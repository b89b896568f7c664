//! Core Kernel - Foundational types for the period closing engine
//!
//! This crate provides the building blocks shared by every other crate:
//! - Amount normalization and currency codes
//! - Closing periods with calendar-day iteration
//! - Strongly-typed identifiers
//! - Port error types for the hexagonal adapters

pub mod amount;
pub mod period;
pub mod identifiers;
pub mod ports;

pub use amount::{CurrencyCode, Precision, AmountError};
pub use period::{ClosingPeriod, TemporalError};
pub use identifiers::{RunId, VoucherId, GlEntryId, PostingBatchId};
pub use ports::{
    PortError, DomainPort, HealthCheckable, HealthCheckResult, AdapterHealth,
};
//! Repository implementations
//!
//! Repositories hold the SQL. They speak database row types and
//! [`DatabaseError`](crate::DatabaseError); the adapters translate to domain
//! types and port errors.
//!
//! Queries are built at runtime with `sqlx::query_as::<_, Row>` so the crate
//! compiles without a live database.

pub mod closing;
pub mod ledger;

pub use closing::ClosingRepository;
pub use ledger::LedgerRepository;
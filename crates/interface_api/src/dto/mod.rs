//! Request/Response data transfer objects

pub mod closing;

####

Goal of the exercise:
Using the listing above, gather each line that holds the string "adapters" and copy it.

Solved exercise:
//! - Port error types for the hexagonal adapters
//! [`DatabaseError`](crate::DatabaseError); the adapters translate to domain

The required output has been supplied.